▶ **Task to carry out**
In exact form, please repeat the records from their opening line down to the line with "RunStatus::Succeeded | RunStatus::PartialFailure =>", including that line.
-=-=-=-=-
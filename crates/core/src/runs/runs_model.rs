//! Pipeline run domain models.

use std::fmt;
use std::str::FromStr;

use chrono::{DateTime, SubsecRound, Utc};
use serde::{Deserialize, Serialize};

use crate::errors::{Error, Result};

/// Status of a pipeline run.
///
/// Runs move forward through the stages in declaration order and end in exactly
/// one terminal status. Any non-terminal status may jump straight to `Failed`.
#[derive(Debug, Clone, Copy, PartialEq, Eq, Hash, Serialize, Deserialize, Default)]
#[serde(rename_all = "SCREAMING_SNAKE_CASE")]
pub enum RunStatus {
    /// Ledger row created
    #[default]
    Initialized,
    Fetching,
    Cleaning,
    Storing,
    Reporting,
    /// Every dataset stored and reported
    Succeeded,
    /// Data committed, but a report or export artifact is missing
    PartialFailure,
    /// At least one dataset failed a fatal stage
    Failed,
}

impl RunStatus {
    pub fn as_str(&self) -> &'static str {
        match self {
            RunStatus::Initialized => "INITIALIZED",
            RunStatus::Fetching => "FETCHING",
            RunStatus::Cleaning => "CLEANING",
            RunStatus::Storing => "STORING",
            RunStatus::Reporting => "REPORTING",
            RunStatus::Succeeded => "SUCCEEDED",
            RunStatus::PartialFailure => "PARTIAL_FAILURE",
            RunStatus::Failed => "FAILED",
        }
    }

    fn rank(&self) -> u8 {
        match self {
            RunStatus::Initialized => 0,
            RunStatus::Fetching => 1,
            RunStatus::Cleaning => 2,
            RunStatus::Storing => 3,
            RunStatus::Reporting => 4,
            RunStatus::Succeeded | RunStatus::PartialFailure | RunStatus::Failed => 5,
        }
    }

    pub fn is_terminal(&self) -> bool {
        self.rank() == 5
    }

    /// Whether the ledger may move from `self` to `next`.
    ///
    /// Terminal rows are frozen. Otherwise the status only moves forward; `Failed`
    /// is reachable from every non-terminal status, the other terminal statuses only
    /// after reporting started.
    pub fn can_transition_to(&self, next: RunStatus) -> bool {
        if self.is_terminal() {
            return false;
        }
        match next {
            RunStatus::Failed => true,
            RunStatus::Succeeded | RunStatus::PartialFailure => {
                *self == RunStatus::Reporting
            }
            _ => next.rank() > self.rank(),
        }
    }

    /// Validates a transition, returning the target status.
    pub fn transition(&self, next: RunStatus) -> Result<RunStatus> {
        if self.can_transition_to(next) {
            Ok(next)
        } else {
            Err(Error::InvalidTransition {
                from: *self,
                to: next,
            })
        }
    }

    /// Picks the worse of two terminal outcomes.
    pub fn worst(self, other: RunStatus) -> RunStatus {
        fn severity(status: RunStatus) -> u8 {
            match status {
                RunStatus::Failed => 2,
                RunStatus::PartialFailure => 1,
                _ => 0,
            }
        }
        if severity(other) > severity(self) {
            other
        } else {
            self
        }
    }

    /// Whether the process should exit successfully for this status.
    pub fn is_success(&self) -> bool {
        matches!(self, RunStatus::Succeeded | RunStatus::PartialFailure)
    }
}

impl fmt::Display for RunStatus {
    fn fmt(&self, f: &mut fmt::Formatter<'_>) -> fmt::Result {
        f.write_str(self.as_str())
    }
}

impl FromStr for RunStatus {
    type Err = Error;

    fn from_str(s: &str) -> Result<Self> {
        match s {
            "INITIALIZED" => Ok(RunStatus::Initialized),
            "FETCHING" => Ok(RunStatus::Fetching),
            "CLEANING" => Ok(RunStatus::Cleaning),
            "STORING" => Ok(RunStatus::Storing),
            "REPORTING" => Ok(RunStatus::Reporting),
            "SUCCEEDED" => Ok(RunStatus::Succeeded),
            "PARTIAL_FAILURE" => Ok(RunStatus::PartialFailure),
            "FAILED" => Ok(RunStatus::Failed),
            other => Err(Error::Unexpected(format!("unknown run status '{}'", other))),
        }
    }
}

/// Records processed per dataset, written when a run is finalized.
#[derive(Debug, Clone, Copy, PartialEq, Eq, Default, Serialize, Deserialize)]
pub struct RunCounts {
    pub market: i64,
    pub news: i64,
}

/// One row of the run ledger.
#[derive(Debug, Clone, PartialEq, Eq, Serialize, Deserialize)]
#[serde(rename_all = "camelCase")]
pub struct PipelineRun {
    pub run_id: String,
    pub start_time: DateTime<Utc>,
    /// Set once, when the run reaches a terminal status
    pub end_time: Option<DateTime<Utc>>,
    pub status: RunStatus,
    pub market_records_processed: i64,
    pub news_records_processed: i64,
    pub error_message: Option<String>,
}

impl PipelineRun {
    /// Creates a fresh `Initialized` run with a time-ordered id.
    pub fn new() -> Self {
        Self {
            run_id: uuid::Uuid::now_v7().to_string(),
            start_time: Utc::now().trunc_subsecs(0),
            end_time: None,
            status: RunStatus::Initialized,
            market_records_processed: 0,
            news_records_processed: 0,
            error_message: None,
        }
    }

    pub fn is_finalized(&self) -> bool {
        self.end_time.is_some()
    }

    /// Moves a live run to `status`.
    pub fn advance(&mut self, status: RunStatus) -> Result<()> {
        self.status = self.status.transition(status)?;
        Ok(())
    }

    /// Freezes the run with its terminal status, counts and error message.
    pub fn finalize(
        &mut self,
        status: RunStatus,
        counts: RunCounts,
        error_message: Option<String>,
    ) -> Result<()> {
        if !status.is_terminal() || self.is_finalized() {
            return Err(Error::InvalidTransition {
                from: self.status,
                to: status,
            });
        }
        self.advance(status)?;
        self.end_time = Some(Utc::now().trunc_subsecs(0));
        self.market_records_processed = counts.market;
        self.news_records_processed = counts.news;
        self.error_message = error_message;
        Ok(())
    }

    pub fn duration(&self) -> Option<chrono::Duration> {
        self.end_time.map(|end| end - self.start_time)
    }
}

impl Default for PipelineRun {
    fn default() -> Self {
        Self::new()
    }
}
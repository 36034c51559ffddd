//! Tabular CSV output for record batches.

use std::fs;
use std::path::Path;

use super::Dataset;
use crate::errors::ReportError;

/// Writes `dataset` to `path` with a header row, creating parent directories.
///
/// An empty batch still produces a header-only file.
pub fn write_dataset_csv(path: &Path, dataset: &Dataset) -> Result<(), ReportError> {
    if let Some(parent) = path.parent() {
        fs::create_dir_all(parent).map_err(|source| ReportError::Write {
            path: parent.display().to_string(),
            source,
        })?;
    }

    let csv_error = |source| ReportError::Csv {
        path: path.display().to_string(),
        source,
    };

    let mut writer = csv::Writer::from_path(path).map_err(csv_error)?;
    writer.write_record(dataset.columns()).map_err(csv_error)?;
    for row in dataset.rows() {
        writer.write_record(&row).map_err(csv_error)?;
    }
    writer.flush().map_err(|source| ReportError::Write {
        path: path.display().to_string(),
        source,
    })?;
    Ok(())
}

#[cfg(test)]
mod tests {
    use super::*;
    use crate::records::{FetchTimestamp, NewsRecord};
    use chrono::{TimeZone, Utc};
    use tempfile::tempdir;

    #[test]
    fn test_write_news_csv_quotes_commas() {
        let dir = tempdir().unwrap();
        let path = dir.path().join("nested").join("news.csv");
        let at = FetchTimestamp::new(Utc.with_ymd_and_hms(2024, 1, 2, 3, 4, 5).unwrap());
        let dataset = Dataset::News(vec![NewsRecord {
            title: "Rates, again".to_string(),
            description: String::new(),
            author: String::new(),
            content: String::new(),
            source_id: "reuters".to_string(),
            source_name: "Reuters".to_string(),
            publishedat: String::new(),
            fetch_timestamp: at,
            data_source: "news_api".to_string(),
        }]);

        write_dataset_csv(&path, &dataset).unwrap();

        let text = std::fs::read_to_string(&path).unwrap();
        let mut lines = text.lines();
        assert_eq!(
            lines.next(),
            Some("title,description,author,content,source_id,source_name,publishedat,fetch_timestamp,data_source")
        );
        assert_eq!(
            lines.next(),
            Some("\"Rates, again\",,,,reuters,Reuters,,2024-01-02T03:04:05Z,news_api")
        );
    }
}
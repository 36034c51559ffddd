//! Descriptive statistics over decimal columns.

use rust_decimal::{Decimal, MathematicalOps};

use super::reporting_model::ColumnStats;
use crate::constants::RECORD_DECIMAL_PRECISION;

pub fn column_stats(column: &str, values: &[Decimal]) -> ColumnStats {
    let mut sorted = values.to_vec();
    sorted.sort();

    let mean = mean(values);
    ColumnStats {
        column: column.to_string(),
        count: values.len(),
        min: sorted.first().copied(),
        max: sorted.last().copied(),
        mean: mean.map(round),
        median: median(&sorted).map(round),
        std: mean.and_then(|m| sample_std(values, m)).map(round),
    }
}

pub fn sum(values: &[Decimal]) -> Option<Decimal> {
    values
        .iter()
        .try_fold(Decimal::ZERO, |acc, v| acc.checked_add(*v))
}

pub fn mean(values: &[Decimal]) -> Option<Decimal> {
    if values.is_empty() {
        return None;
    }
    sum(values)?.checked_div(Decimal::from(values.len()))
}

/// Median of an already sorted slice.
fn median(sorted: &[Decimal]) -> Option<Decimal> {
    let n = sorted.len();
    if n == 0 {
        return None;
    }
    if n % 2 == 1 {
        Some(sorted[n / 2])
    } else {
        (sorted[n / 2 - 1].checked_add(sorted[n / 2]))?.checked_div(Decimal::TWO)
    }
}

fn sample_std(values: &[Decimal], mean: Decimal) -> Option<Decimal> {
    if values.len() < 2 {
        return None;
    }
    let squares = values.iter().try_fold(Decimal::ZERO, |acc, v| {
        let diff = v.checked_sub(mean)?;
        acc.checked_add(diff.checked_mul(diff)?)
    })?;
    squares
        .checked_div(Decimal::from(values.len() - 1))?
        .sqrt()
}

fn round(value: Decimal) -> Decimal {
    value.round_dp(RECORD_DECIMAL_PRECISION).normalize()
}
//! Indentation engine: Tab / Shift-Tab on a cursor or a block of lines

use bevy::prelude::*;

use crate::buffer::TextBuffer;
use crate::geometry::{line_starts_in_selection, selection_is_full_lines};
use crate::settings::SettingsError;
use crate::types::Dispatch;

/// What one indent level is, and how many spaces one unindent removes
#[derive(Clone, Debug, PartialEq, Eq)]
pub struct IndentPolicy {
    /// Text inserted for one indent level: a tab or some spaces
    pub indent_string: String,
    /// Column width used to round cursor indents and to guess how many
    /// leading spaces make up one level when unindenting
    pub spaces_indent_width_hint: usize,
}

impl Default for IndentPolicy {
    fn default() -> Self {
        Self {
            indent_string: "    ".to_string(),
            spaces_indent_width_hint: 4,
        }
    }
}

impl IndentPolicy {
    /// Build a policy from a host-provided indent string.
    ///
    /// The string must be a single tab or one or more spaces.
    pub fn new(indent_string: impl Into<String>, spaces_indent_width_hint: usize) -> Result<Self, SettingsError> {
        let indent_string = indent_string.into();
        let valid = indent_string == "\t" || (!indent_string.is_empty() && indent_string.chars().all(|c| c == ' '));
        if !valid {
            return Err(SettingsError::InvalidIndentString(indent_string));
        }
        Ok(Self {
            indent_string,
            spaces_indent_width_hint,
        })
    }

    pub fn uses_spaces(&self) -> bool {
        self.indent_string.starts_with(' ')
    }

    /// Number of leading spaces a single unindent deletes at most
    pub fn spaces_to_delete(&self) -> usize {
        if self.spaces_indent_width_hint != 0 {
            self.spaces_indent_width_hint
        } else if self.uses_spaces() {
            self.indent_string.chars().count()
        } else {
            0
        }
    }

    /// Text to insert at `column` so the cursor lands on the next indent stop
    fn indent_text_at_column(&self, column: usize) -> String {
        if !self.uses_spaces() {
            return self.indent_string.clone();
        }
        let width = match self.spaces_indent_width_hint {
            0 => self.indent_string.chars().count(),
            hint => hint,
        };
        " ".repeat(width - column % width)
    }
}

/// Tab key: indent at the cursor, or indent every line of a full-line selection
pub fn indent<B: TextBuffer + ?Sized>(buffer: &mut B, policy: &IndentPolicy) -> Dispatch {
    dispatch(buffer, policy, Direction::Indent)
}

/// Shift-Tab: unindent the cursor's line, or every line of a full-line selection
pub fn unindent<B: TextBuffer + ?Sized>(buffer: &mut B, policy: &IndentPolicy) -> Dispatch {
    dispatch(buffer, policy, Direction::Unindent)
}

#[derive(Clone, Copy, Debug)]
enum Direction {
    Indent,
    Unindent,
}

fn dispatch<B: TextBuffer + ?Sized>(buffer: &mut B, policy: &IndentPolicy, direction: Direction) -> Dispatch {
    if buffer.selections().is_complex() {
        trace!("{:?}: complex selection, passing through", direction);
        return Dispatch::PassThrough;
    }

    let selection = buffer.selection();
    if selection.is_cursor() {
        match direction {
            Direction::Indent => indent_at_cursor(buffer, policy),
            Direction::Unindent => unindent_at_cursor(buffer, policy),
        }
        return Dispatch::Handled;
    }

    if !selection_is_full_lines(buffer, &selection) {
        trace!("{:?}: partial-line selection {:?}, collapsing", direction, selection.range());
        let mut collapsed = selection;
        collapsed.collapse_to_start();
        buffer.set_selection(collapsed);
        return Dispatch::Handled;
    }

    match direction {
        Direction::Indent => indent_selected_lines(buffer, policy),
        Direction::Unindent => unindent_selected_lines(buffer, policy),
    }
    Dispatch::Handled
}

/// Insert indentation at the cursor, rounding space indents up to the next stop
pub fn indent_at_cursor<B: TextBuffer + ?Sized>(buffer: &mut B, policy: &IndentPolicy) {
    let position = buffer.selection().head;
    let column = position - buffer.line_start_at(position);
    let text = policy.indent_text_at_column(column);

    debug!("indent at {} (column {}): inserting {:?}", position, column, text);
    buffer.begin_edit_group();
    buffer.insert(position, &text);
    buffer.end_edit_group();
}

/// Remove one indent level from the start of the cursor's line
pub fn unindent_at_cursor<B: TextBuffer + ?Sized>(buffer: &mut B, policy: &IndentPolicy) {
    let line_start = buffer.line_start_at(buffer.selection().head);

    buffer.begin_edit_group();
    let deleted = remove_indent_at(buffer, line_start, policy);
    buffer.end_edit_group();
    debug!("unindent line at {}: removed {} chars", line_start, deleted);
}

/// Insert the indent string at the start of every selected line, then
/// extend the selection back over the first inserted indent.
pub fn indent_selected_lines<B: TextBuffer + ?Sized>(buffer: &mut B, policy: &IndentPolicy) {
    let selection = buffer.selection();
    let line_starts: Vec<usize> = line_starts_in_selection(buffer, &selection).collect();
    let indent_len = policy.indent_string.chars().count();

    buffer.begin_edit_group();
    let mut shift = 0;
    for line_start in &line_starts {
        buffer.insert(line_start + shift, &policy.indent_string);
        shift += indent_len;
    }
    let end = buffer.selection().end();
    buffer.set_selection(selection.with_range(selection.start(), end));
    buffer.end_edit_group();

    debug!("indented {} lines", line_starts.len());
}

/// Remove one indent level from every selected line
pub fn unindent_selected_lines<B: TextBuffer + ?Sized>(buffer: &mut B, policy: &IndentPolicy) {
    let selection = buffer.selection();
    let line_starts: Vec<usize> = line_starts_in_selection(buffer, &selection).collect();

    buffer.begin_edit_group();
    let mut deleted_chars = 0;
    for line_start in &line_starts {
        deleted_chars += remove_indent_at(buffer, line_start - deleted_chars, policy);
    }
    buffer.end_edit_group();

    debug!("unindented {} lines, removed {} chars", line_starts.len(), deleted_chars);
}

/// Delete one indent level at `line_start`. Returns the number of characters removed.
fn remove_indent_at<B: TextBuffer + ?Sized>(buffer: &mut B, line_start: usize, policy: &IndentPolicy) -> usize {
    let count = match buffer.char_at(line_start) {
        Some('\t') => 1,
        Some(' ') => {
            let max = policy.spaces_to_delete();
            (0..max)
                .take_while(|i| buffer.char_at(line_start + i) == Some(' '))
                .count()
        }
        _ => 0,
    };
    buffer.remove(line_start..line_start + count);
    count
}

#[cfg(test)]
mod tests {
    use super::*;
    use crate::buffer::{buffer_with_markers, RopeBuffer};
    use crate::types::Selection;

    fn tabs() -> IndentPolicy {
        IndentPolicy::new("\t", 4).unwrap()
    }

    #[test]
    fn test_policy_validation() {
        assert!(IndentPolicy::new("  ", 2).is_ok());
        assert!(IndentPolicy::new("\t", 0).is_ok());
        assert_eq!(
            IndentPolicy::new("", 4),
            Err(SettingsError::InvalidIndentString(String::new()))
        );
        assert!(IndentPolicy::new(" x", 4).is_err());
        assert!(IndentPolicy::new("\t\t", 4).is_err());
    }

    #[test]
    fn test_spaces_to_delete_fallbacks() {
        assert_eq!(IndentPolicy::default().spaces_to_delete(), 4);
        assert_eq!(IndentPolicy::new("  ", 0).unwrap().spaces_to_delete(), 2);
        assert_eq!(IndentPolicy::new("\t", 0).unwrap().spaces_to_delete(), 0);
    }

    #[test]
    fn test_indent_at_cursor_rounds_to_next_stop() {
        let mut buffer = buffer_with_markers("ab|c");
        assert_eq!(indent(&mut buffer, &IndentPolicy::default()), Dispatch::Handled);
        assert_eq!(buffer.text(), "ab  c");
        assert_eq!(buffer.selection(), Selection::cursor(4));

        // Already on a stop: a full level
        let mut buffer = buffer_with_markers("x\n|y");
        indent(&mut buffer, &IndentPolicy::default());
        assert_eq!(buffer.text(), "x\n    y");
    }

    #[test]
    fn test_indent_at_cursor_with_tab() {
        let mut buffer = buffer_with_markers("ab|c");
        indent(&mut buffer, &tabs());
        assert_eq!(buffer.text(), "ab\tc");
    }

    #[test]
    fn test_unindent_at_cursor() {
        let mut buffer = buffer_with_markers("x\n      ab|c");
        assert_eq!(unindent(&mut buffer, &IndentPolicy::default()), Dispatch::Handled);
        assert_eq!(buffer.text(), "x\n  abc");
        assert_eq!(buffer.selection(), Selection::cursor(6));

        let mut buffer = buffer_with_markers("\t\tab|");
        unindent(&mut buffer, &IndentPolicy::default());
        assert_eq!(buffer.text(), "\tab");

        let mut buffer = buffer_with_markers(" |ab");
        unindent(&mut buffer, &IndentPolicy::default());
        assert_eq!(buffer.text(), "ab");
    }

    #[test]
    fn test_unindent_without_indent_is_noop() {
        let mut buffer = buffer_with_markers("ab|c");
        assert_eq!(unindent(&mut buffer, &IndentPolicy::default()), Dispatch::Handled);
        assert_eq!(buffer.text(), "abc");
        assert!(!buffer.can_undo());

        let mut buffer = RopeBuffer::from_text("");
        unindent(&mut buffer, &IndentPolicy::default());
        assert_eq!(buffer.text(), "");
    }

    #[test]
    fn test_indent_selected_lines_keeps_block_selected() {
        let mut buffer = buffer_with_markers("[ab\ncd]\nef");
        indent(&mut buffer, &IndentPolicy::default());
        assert_eq!(buffer.text(), "    ab\n    cd\nef");
        assert_eq!(buffer.selection(), Selection::new(13, 0));

        assert!(buffer.undo());
        assert_eq!(buffer.text(), "ab\ncd\nef");
        assert!(!buffer.can_undo());
    }

    #[test]
    fn test_indent_reversed_selection_keeps_direction() {
        let mut buffer = RopeBuffer::from_text("ab\ncd\n");
        buffer.set_selection(Selection::new(0, 6));
        indent(&mut buffer, &tabs());
        assert_eq!(buffer.text(), "\tab\n\tcd\n");
        assert_eq!(buffer.selection(), Selection::new(0, 8));
    }

    #[test]
    fn test_unindent_selected_lines_tracks_deleted_chars() {
        let mut buffer = buffer_with_markers("[    a\n\tb\n  c\nd]");
        unindent(&mut buffer, &IndentPolicy::default());
        assert_eq!(buffer.text(), "a\nb\nc\nd");
        assert_eq!(buffer.selection(), Selection::new(7, 0));
        assert_eq!(buffer.history().undo_stack.len(), 1);
    }

    #[test]
    fn test_partial_line_selection_collapses() {
        let mut buffer = buffer_with_markers("a[b\nc]d");
        assert_eq!(indent(&mut buffer, &IndentPolicy::default()), Dispatch::Handled);
        assert_eq!(buffer.text(), "ab\ncd");
        assert_eq!(buffer.selection(), Selection::cursor(1));
    }

    #[test]
    fn test_complex_selection_passes_through() {
        let mut buffer = RopeBuffer::from_text("ab\ncd");
        let mut selections = buffer.selections().clone();
        selections.add_range(5, 3);
        buffer.set_selections(selections);
        assert_eq!(indent(&mut buffer, &IndentPolicy::default()), Dispatch::PassThrough);
        assert_eq!(unindent(&mut buffer, &IndentPolicy::default()), Dispatch::PassThrough);
        assert_eq!(buffer.text(), "ab\ncd");
    }
}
-=-=-=-=-
▶ **Written response**
filename crates/core/src/runs/runs_model.rs
//! Pipeline run domain models.

use std::fmt;
use std::str::FromStr;

use chrono::{DateTime, SubsecRound, Utc};
use serde::{Deserialize, Serialize};

use crate::errors::{Error, Result};

/// Status of a pipeline run.
///
/// Runs move forward through the stages in declaration order and end in exactly
/// one terminal status. Any non-terminal status may jump straight to `Failed`.
#[derive(Debug, Clone, Copy, PartialEq, Eq, Hash, Serialize, Deserialize, Default)]
#[serde(rename_all = "SCREAMING_SNAKE_CASE")]
pub enum RunStatus {
    /// Ledger row created
    #[default]
    Initialized,
    Fetching,
    Cleaning,
    Storing,
    Reporting,
    /// Every dataset stored and reported
    Succeeded,
    /// Data committed, but a report or export artifact is missing
    PartialFailure,
    /// At least one dataset failed a fatal stage
    Failed,
}

impl RunStatus {
    pub fn as_str(&self) -> &'static str {
        match self {
            RunStatus::Initialized => "INITIALIZED",
            RunStatus::Fetching => "FETCHING",
            RunStatus::Cleaning => "CLEANING",
            RunStatus::Storing => "STORING",
            RunStatus::Reporting => "REPORTING",
            RunStatus::Succeeded => "SUCCEEDED",
            RunStatus::PartialFailure => "PARTIAL_FAILURE",
            RunStatus::Failed => "FAILED",
        }
    }

    fn rank(&self) -> u8 {
        match self {
            RunStatus::Initialized => 0,
            RunStatus::Fetching => 1,
            RunStatus::Cleaning => 2,
            RunStatus::Storing => 3,
            RunStatus::Reporting => 4,
            RunStatus::Succeeded | RunStatus::PartialFailure | RunStatus::Failed => 5,
        }
    }

    pub fn is_terminal(&self) -> bool {
        self.rank() == 5
    }

    /// Whether the ledger may move from `self` to `next`.
    ///
    /// Terminal rows are frozen. Otherwise the status only moves forward; `Failed`
    /// is reachable from every non-terminal status, the other terminal statuses only
    /// after reporting started.
    pub fn can_transition_to(&self, next: RunStatus) -> bool {
        if self.is_terminal() {
            return false;
        }
        match next {
            RunStatus::Failed => true,
            RunStatus::Succeeded | RunStatus::PartialFailure => {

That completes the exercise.